O papel das Geociências nesses estudos é proporcionar métodos de análises comumente utilizados por geólogos e aplicá-los na arte. Dessa forma, é possível inferir que os métodos que foram utilizados nos desenhos, a ordem em que eles foram realizados, bem como as matérias primas que foram usadas e de onde elas vieram. Geralmente, são utilizados minerais[1] vindos de fontes locais, como depósitos de solos, além de ossos e carvão vegetal.


Na gruta de Altamira, por exemplo, alguns dos pigmentos encontrados são vermelho, preto e branco, cujas composições são: hematita (um óxido de ferro), carvão animal e mica (um grupo de silicatos ricos em magnésio e ferro) mais quartzo (sílica). Acredita-se que algumas das técnicas utilizadas nessa localidade são a pintura com os dedos, a pintura com pincéis e o aerógrafo, uma técnica em que os artistas assopravam o pigmento na parede e que foi utilizada nas impressões de mãos da Figura 2.


Outro caso é da arte rupestre do Sudeste do Piauí, representada na Figura 5, que apresenta diversidade de cores: vermelho, amarelo, cinza, branco e preto, nas quais foram encontrados óxidos de ferro, argilas e carvão animal. Observa-se que algumas pinturas têm contornos vermelhos, comprovadamente feitos depois do preenchimento, em branco, por meio de análises estratigráficas, ou seja, das camadas da pintura.


Figura 5. Pinturas de animais na Toca do Arapoá do Perna, PI. Fonte: Lage (1997).

Em outras, observa-se variação de tons de uma mesma cor. A investigação feita com infravermelho levou a acreditar que isso não se trata de substâncias diferentes, e sim, da quantidade de pigmento empregada pela pessoa. Também foi possível constatar que as pinturas foram feitas diretamente sobre a rocha, dessa forma, não houve uma preparação da parede para receber o pigmento.


Esses resultados são cruciais para a Ciência. Eles permitem identificar os materiais utilizados por povos pré-históricos e inferir as técnicas pelas quais eles eram utilizados. A partir desses estudos, pode-se sugerir possibilidades, refletir ou especular sobre o processo criativo das pessoas, mas não é possível garantir certeza, já que o mundo era consideravelmente diferente há 10, 30 mil anos.
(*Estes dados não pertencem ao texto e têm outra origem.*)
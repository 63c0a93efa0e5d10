use super::cycle::{self, ReferenceOverlay};
use crate::error::{EngineError, EngineResult, OrphanedReference};
use ahash::{AHashMap, AHashSet};
use std::collections::{BTreeMap, BTreeSet, VecDeque};
use tabula_model::{Field, FieldId, FieldKind, FieldReferences, TableId};

#[derive(Debug, Clone, Copy, PartialEq, Eq)]
pub struct GraphStats {
    pub fields: usize,
    /// Reference edges (precedent field -> dependent field).
    pub edges: usize,
    pub tables: usize,
}

/// Outcome of a cascading field removal.
#[derive(Debug, Clone, Default, PartialEq, Eq)]
pub struct RemovalReport {
    /// Fields removed from the graph, including cascaded lookups/rollups and symmetric links.
    pub removed: Vec<FieldId>,
    /// References that were pruned from surviving fields. Those fields are now `has_error`.
    pub orphaned: Vec<OrphanedReference>,
}

impl RemovalReport {
    /// Surviving fields that lost a reference, sorted and de-duplicated.
    #[must_use]
    pub fn errored(&self) -> Vec<FieldId> {
        let mut out: Vec<FieldId> = self.orphaned.iter().map(|o| o.field.clone()).collect();
        out.sort();
        out.dedup();
        out
    }

    #[must_use]
    pub fn is_removed(&self, field: &FieldId) -> bool {
        self.removed.contains(field)
    }

    fn merge(&mut self, other: RemovalReport) {
        self.removed.extend(other.removed);
        self.orphaned.extend(other.orphaned);
    }

    fn normalize(&mut self) {
        self.removed.sort();
        self.removed.dedup();
        let removed: AHashSet<&FieldId> = self.removed.iter().collect();
        self.orphaned.retain(|o| !removed.contains(&o.field));
        self.orphaned.sort();
        self.orphaned.dedup();
    }
}

/// Directed graph of field references.
///
/// Fields are stored in an arena keyed by id and edges are id pairs kept in forward
/// (`precedents`) and reverse (`dependents`) adjacency maps. An edge `P -> D` means `D` reads `P`.
/// The stored precedents are the *effective* references: ids pruned by a delete stay in a
/// formula's expression text but no longer appear here.
#[derive(Debug, Clone, Default)]
pub struct ReferenceGraph {
    fields: AHashMap<FieldId, Field>,
    precedents: AHashMap<FieldId, FieldReferences>,
    dependents: AHashMap<FieldId, AHashSet<FieldId>>,
    tables: BTreeMap<TableId, BTreeSet<FieldId>>,
}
Uma das perguntas mais recorrentes acerca dessas pinturas é: por que os humanos se dedicavam a fazê-las? Não é possível respondê-la com precisão, mas podemos inferir que as pinturas serviam um propósito para essas pessoas, e que elas tinham um objetivo psíquico, intelectual, ou apenas estético, afinal, até hoje gostamos de apreciar obras de arte. No entanto, esses patrimônios da humanidade permanecerão um quebra-cabeça bem elaborado e cheio de encantamento.
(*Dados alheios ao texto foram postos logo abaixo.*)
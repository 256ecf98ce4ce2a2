//! Narrative generators and their recovery text.

pub mod fallback;
pub mod generator;
pub mod model;
pub mod offline;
É imperativo o estudo dessas manifestações rupestres com todos os meios científicos, e a tomada de atitudes que assegurem a desaceleração da degradação dos sítios, a fim de garantir sua preservação. Afinal, pinturas rupestres são “[...] obras de arte expostas ao tempo, sujeitas a ações naturais e/ou antrópicas, e por isso precisam ser documentadas, estudadas e conservadas a fim de preservá-las” (Jacques Brunet).


[1] minerais: sólidos de ocorrência natural e inorgânica, que tem uma composição química definida e uma estrutura interna regular. São alguns exemplos o quartzo, a calcita, a hematita, as micas e a fluorita.

[2] tamareiras: palmeiras cujos frutos são as tâmaras.